After hatching, the larvae begin their quest for food and that is when they cause the damage to fibers and produce items in the home. This stage can last from a couple of months to a couple of years before the caterpillar forms and enters a cocoon to transform to an adult moth in about a month. The larvae of the clothing moth are cream-colored and can be up to ½ inch in length. The adults tend to be slightly darker than the larva with more of a beige color and are about the same length as the larvae.
Because of the adult moths’ preference for dark areas, you may not easily notice a clothing moth infestation. Often the first sign a homeowner notices is the damage to clothing when they are going through their closets or unpacking stored clothing boxes from an attic or basement. If you notice several patchy areas on stored fabrics or holes that are completely through the fabric, it is likely that you have a clothing moth infestation.
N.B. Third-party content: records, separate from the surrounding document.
use serde::{Deserialize, Serialize};
use std::collections::BTreeMap;

use crate::collector::DeviceSnapshot;
use crate::models::{Device, MacEntry, PortRecord, System};
use crate::portname;

/// Коммутатор со всеми портами для главной страницы
#[derive(Debug, Clone, Serialize, Deserialize)]
pub struct SwitchJson {
    pub id: i64,
    pub name: String,
    pub ip: String,
    pub system: System,
    pub site: String,
    pub summary: SwitchSummary,
    pub ports: Vec<PortJson>,
}

#[derive(Debug, Clone, Default, Serialize, Deserialize)]
pub struct SwitchSummary {
    pub total_ports: usize,
    pub ports_up: usize,
    pub total_macs: usize,
}

#[derive(Debug, Clone, Serialize, Deserialize)]
pub struct PortJson {
    pub index: u32,
    pub name: String,
    pub display_name: String,
    pub port_type: String,
    pub status: String,
    pub status_changes: u32,
    pub macs: Vec<MacJson>,
}

#[derive(Debug, Clone, PartialEq, Eq, Serialize, Deserialize)]
pub struct MacJson {
    pub mac: String,
    pub vlan: u16,
}

/// Ответ разового опроса
#[derive(Debug, Clone, Serialize, Deserialize)]
pub struct ProbeJson {
    pub ip: String,
    pub system: System,
    pub timestamp: String,
    pub ports: Vec<ProbePortJson>,
}

#[derive(Debug, Clone, Serialize, Deserialize)]
pub struct ProbePortJson {
    pub index: u32,
    pub name: Option<String>,
    pub display_name: Option<String>,
    pub status: Option<String>,
    pub macs: Vec<MacJson>,
}

/// JSON форматтер для ответов API
pub struct JsonFormatter;

impl JsonFormatter {
    /// Собирает коммутатор с портами; MAC раскладываются по ifIndex
    pub fn format_switch(device: &Device, ports: &[PortRecord], macs: &[MacEntry]) -> SwitchJson {
        let mut by_port: BTreeMap<u32, Vec<MacJson>> = BTreeMap::new();
        for entry in macs {
            by_port.entry(entry.port_index).or_default().push(MacJson {
                mac: entry.mac.clone(),
                vlan: entry.vlan,
            });
        }

        let ports: Vec<PortJson> = ports
            .iter()
            .map(|port| PortJson {
                index: port.port_index,
                name: port.port_name.clone(),
                display_name: port.display_name(),
                port_type: port.port_type.clone(),
                status: port.status.clone(),
                status_changes: port.status_changes,
                macs: by_port.remove(&port.port_index).unwrap_or_default(),
            })
            .collect();

        let summary = SwitchSummary {
            total_ports: ports.len(),
            ports_up: ports.iter().filter(|p| p.status == "UP").count(),
            total_macs: macs.len(),
        };

        SwitchJson {
            id: device.id,
            name: device.name.clone(),
            ip: device.address.clone(),
            system: device.system,
            site: device.site.clone(),
            summary,
            ports,
        }
    }

    /// Порты 1..=port_count из снимка; MAC вне диапазона отбрасываются
    pub fn format_probe(
        ip: &str,
        system: System,
        port_count: u32,
        snapshot: &DeviceSnapshot,
    ) -> ProbeJson {
        let interfaces = &snapshot.interfaces;
        let mut ports: Vec<ProbePortJson> = (1..=port_count)
            .map(|index| {
                let name = interfaces.descriptions.get(&index).cloned();
                ProbePortJson {
                    index,
                    display_name: name.as_deref().map(portname::normalize),
                    name,
                    status: interfaces.statuses.get(&index).cloned(),
                    macs: Vec::new(),
                }
            })
            .collect();

        for entry in &snapshot.macs.entries {
            if entry.port_index >= 1 && entry.port_index <= port_count {
                ports[(entry.port_index - 1) as usize].macs.push(MacJson {
                    mac: entry.mac.clone(),
                    vlan: entry.vlan,
                });
            }
        }

        ProbeJson {
            ip: ip.to_string(),
            system,
            timestamp: chrono::Utc::now().to_rfc3339(),
            ports,
        }
    }
}
use axum::{
    Router,
    routing::{delete, get, post},
};
use tower_http::trace::TraceLayer;

use crate::handlers::{
    AppState, create_switch, delete_switch, handle_probe, health, list_switches,
    list_switches_admin, search_mac,
};

pub fn create_router(state: AppState) -> Router {
    Router::new()
        .route("/health", get(health))
        .route("/switches", get(list_switches))
        .route("/mac", get(search_mac))
        .route("/probe", post(handle_probe))
        .route(
            "/admin/switches",
            get(list_switches_admin).post(create_switch),
        )
        .route("/admin/switches/{id}", delete(delete_switch))
        .layer(TraceLayer::new_for_http())
        .with_state(state)
}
Dealing with an infestation may be difficult as the larvae do not always stay near their original hatching point and may have traveled throughout the home to find food sources. A thorough housecleaning and investigation of closets, carpets, and stored boxes may help to identify the sources of your infestation. Rid your home of infected items if they are damaged beyond use or for washable fabrics that must be saved, a thorough cleansing in hot water can kill off the pests at all life stages. If you still see signs of infestation after cleaning, you may require some form of insecticide to rid yourself of the problem. Large scale infestations may require the services of a pest control professional to eliminate the problem. Once rid of the infestation, keep up good housecleaning routines and be sure to store fabrics only after they have been thoroughly washed so that the clothing moth larvae find them less attractive as food sources.
Clothing moths are not germ and disease carriers so pose little health concern. You may be a bit disgusted by the infestation, but it is generally just a nuisance to get rid of in your home and not a source of danger for you or your family.